Summary and Conclusions
Major advances have been made in our understanding of the mechanisms for the development and progression of ALD. In experimental animals, one can block fatty liver and initial liver injury by blocking TNF/proinflammatory cytokine production, or inhibiting oxidative stress. Moreover, many of these pathways are highly interactive. For example, there are major interactions between oxidative stress and proinflammatory cytokine production [58]. Unfortunately, these seemingly straightforward in vitro and animal observations related to mechanisms for ALD have not translated into effective therapy for human ALD.
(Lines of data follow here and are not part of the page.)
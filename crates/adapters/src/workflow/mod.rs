// SPDX-License-Identifier: BUSL-1.1
// Copyright (c) 2026 Alfred Jean LLC

//! External AI workflow boundary.
//!
//! A request opens a finite stream of text chunks. Callers normally go through
//! [`collect_with_retry`], which concatenates the stream and owns the retry
//! policy so individual transient failures never reach the caller.

mod dify;
mod retry;
mod sse;

pub use dify::{DifyClient, DifyConfig};
pub use retry::{collect_with_retry, Collected, RetryPolicy};

use async_trait::async_trait;
use futures::stream::BoxStream;
use thiserror::Error;

/// Errors from the workflow client
#[derive(Debug, Error)]
pub enum WorkflowError {
    /// Missing API key or unusable client settings
    #[error("configuration error: {0}")]
    Config(String),

    #[error("network error: {0}")]
    Network(String),

    /// Non-2xx response
    #[error("api error ({status}): {body}")]
    Api { status: u16, body: String },

    /// The workflow emitted an error event mid-stream
    #[error("workflow error: {0}")]
    Stream(String),

    #[error("stream finished without any answer text")]
    EmptyAnswer,

    #[error("gave up after {attempts} attempts: {last}")]
    RetriesExhausted { attempts: u32, last: Box<WorkflowError> },
}

impl WorkflowError {
    /// Whether another attempt could succeed
    pub fn is_retryable(&self) -> bool {
        !matches!(self, WorkflowError::Config(_) | WorkflowError::RetriesExhausted { .. })
    }
}

/// Which workflow endpoint a request targets
#[derive(Debug, Clone, Copy, PartialEq, Eq)]
pub enum WorkflowMode {
    /// Conversational research, one question per topic
    Research,
    /// One-shot transformation of research output into proposal text
    Transform,
}

rd_core::simple_display! {
    WorkflowMode {
        Research => "research",
        Transform => "transform",
    }
}

/// Input for one workflow invocation
#[derive(Debug, Clone, PartialEq, Eq)]
pub enum WorkflowRequest {
    Research { company: String, query: String, conversation_id: Option<String> },
    Transform { research_out: String },
}

impl WorkflowRequest {
    pub fn mode(&self) -> WorkflowMode {
        match self {
            WorkflowRequest::Research { .. } => WorkflowMode::Research,
            WorkflowRequest::Transform { .. } => WorkflowMode::Transform,
        }
    }
}

/// Incremental piece of a streamed answer
#[derive(Debug, Clone, Default, PartialEq, Eq)]
pub struct Chunk {
    pub text: String,
    /// Conversation the answer belongs to, when the workflow reports one
    pub conversation_id: Option<String>,
}

/// Lazy, finite stream of answer chunks
pub type ChunkStream = BoxStream<'static, Result<Chunk, WorkflowError>>;

/// Client for the external workflow service
#[async_trait]
pub trait WorkflowClient: Clone + Send + Sync + 'static {
    /// Fail fast when the client cannot serve `mode` at all
    fn check_ready(&self, _mode: WorkflowMode) -> Result<(), WorkflowError> {
        Ok(())
    }

    /// Open a streaming invocation
    async fn open(&self, request: &WorkflowRequest) -> Result<ChunkStream, WorkflowError>;
}

#[cfg(any(test, feature = "test-support"))]
#[cfg_attr(coverage_nightly, coverage(off))]
mod fake {
    use super::{Chunk, ChunkStream, WorkflowClient, WorkflowError, WorkflowMode, WorkflowRequest};
    use async_trait::async_trait;
    use futures::StreamExt;
    use parking_lot::Mutex;
    use std::collections::VecDeque;
    use std::sync::Arc;

    /// Scripted outcome for one `open` call
    #[derive(Debug, Clone)]
    pub enum FakeReply {
        /// Stream these chunks, then finish
        Answer { chunks: Vec<String>, conversation_id: Option<String> },
        /// Fail before any chunk (connection refused, 5xx, ...)
        OpenError(String),
        /// Stream some chunks, then fail
        BreakAfter { chunks: Vec<String>, error: String },
        /// Finish without any text
        Empty,
    }

    impl FakeReply {
        pub fn answer(text: impl Into<String>) -> Self {
            FakeReply::Answer { chunks: vec![text.into()], conversation_id: None }
        }
    }

    #[derive(Default)]
    struct FakeWorkflowState {
        calls: Vec<WorkflowRequest>,
        script: VecDeque<FakeReply>,
        unconfigured: Vec<WorkflowMode>,
    }

    /// Fake workflow client.
    ///
    /// Plays scripted replies in order; once the script runs out it answers
    /// every request with a deterministic echo of its input.
    #[derive(Clone, Default)]
    pub struct FakeWorkflowClient {
        inner: Arc<Mutex<FakeWorkflowState>>,
    }

    impl FakeWorkflowClient {
        pub fn new() -> Self {
            Self::default()
        }

        pub fn push_reply(&self, reply: FakeReply) {
            self.inner.lock().script.push_back(reply);
        }

        /// Make `check_ready` fail for `mode`
        pub fn set_unconfigured(&self, mode: WorkflowMode) {
            self.inner.lock().unconfigured.push(mode);
        }

        pub fn calls(&self) -> Vec<WorkflowRequest> {
            self.inner.lock().calls.clone()
        }

        pub fn call_count(&self) -> usize {
            self.inner.lock().calls.len()
        }

        /// The deterministic reply used once the script is exhausted
        pub fn echo(request: &WorkflowRequest) -> String {
            match request {
                WorkflowRequest::Research { company, query, .. } => {
                    format!("{company}: {query}")
                }
                WorkflowRequest::Transform { research_out } => format!("proposal[{research_out}]"),
            }
        }
    }

    #[async_trait]
    impl WorkflowClient for FakeWorkflowClient {
        fn check_ready(&self, mode: WorkflowMode) -> Result<(), WorkflowError> {
            if self.inner.lock().unconfigured.contains(&mode) {
                return Err(WorkflowError::Config(format!("{mode} workflow is not configured")));
            }
            Ok(())
        }

        async fn open(&self, request: &WorkflowRequest) -> Result<ChunkStream, WorkflowError> {
            self.check_ready(request.mode())?;
            let reply = {
                let mut inner = self.inner.lock();
                inner.calls.push(request.clone());
                inner.script.pop_front()
            };
            let reply = reply.unwrap_or_else(|| FakeReply::answer(Self::echo(request)));

            let items: Vec<Result<Chunk, WorkflowError>> = match reply {
                FakeReply::Answer { chunks, conversation_id } => chunks
                    .into_iter()
                    .map(|text| Ok(Chunk { text, conversation_id: conversation_id.clone() }))
                    .collect(),
                FakeReply::OpenError(message) => return Err(WorkflowError::Network(message)),
                FakeReply::BreakAfter { chunks, error } => chunks
                    .into_iter()
                    .map(|text| Ok(Chunk { text, conversation_id: None }))
                    .chain(std::iter::once(Err(WorkflowError::Stream(error))))
                    .collect(),
                FakeReply::Empty => Vec::new(),
            };
            Ok(futures::stream::iter(items).boxed())
        }
    }
}

#[cfg(any(test, feature = "test-support"))]
pub use fake::{FakeReply, FakeWorkflowClient};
There are likely multiple reasons for this apparent lack of translation of therapeutic efficacy into humans. In most experimental models (both in vitro and in vivo), the experimental design focuses on preventing the development of liver disease rather than treating already developed liver injury. In the clinical situation, patients present with alcoholic hepatitis or cirrhosis, and treatment instead of prevention is required. Few studies to date [26,59] have focused on the recovery/regression from established experimental ALD.
Next, clinical trials have shown that small biologic molecules, such as anti-TNF, appear not to be effective in acute alcoholic hepatitis. In animal models, such therapy is highly effective for prevention [29], but in humans it does not appear to be effective for the treatment of established disease. A ‘baseline’ low concentration of TNF appears to be required for liver regeneration [60], while excess TNF can be hepatotoxic. Thus, inhibiting all TNF activity with biologic therapy may not be an appropriate strategy for treatment of alcoholic hepatitis. This concept may be true for several acute phase proteins that may promote regeneration/restitution, as well as mediate liver damage. Rather, drugs such as pentoxifylline that downregulate TNF production may be a more effective therapeutic approach.
In summary, we have markedly expanded our understanding of all phases of ALD. This knowledge now needs to be translated into the development of effective therapy, and this will require close interactions between basic scientists, clinicians, and industry.
Disclosure Statement
The author has no conflicts of interest to disclose.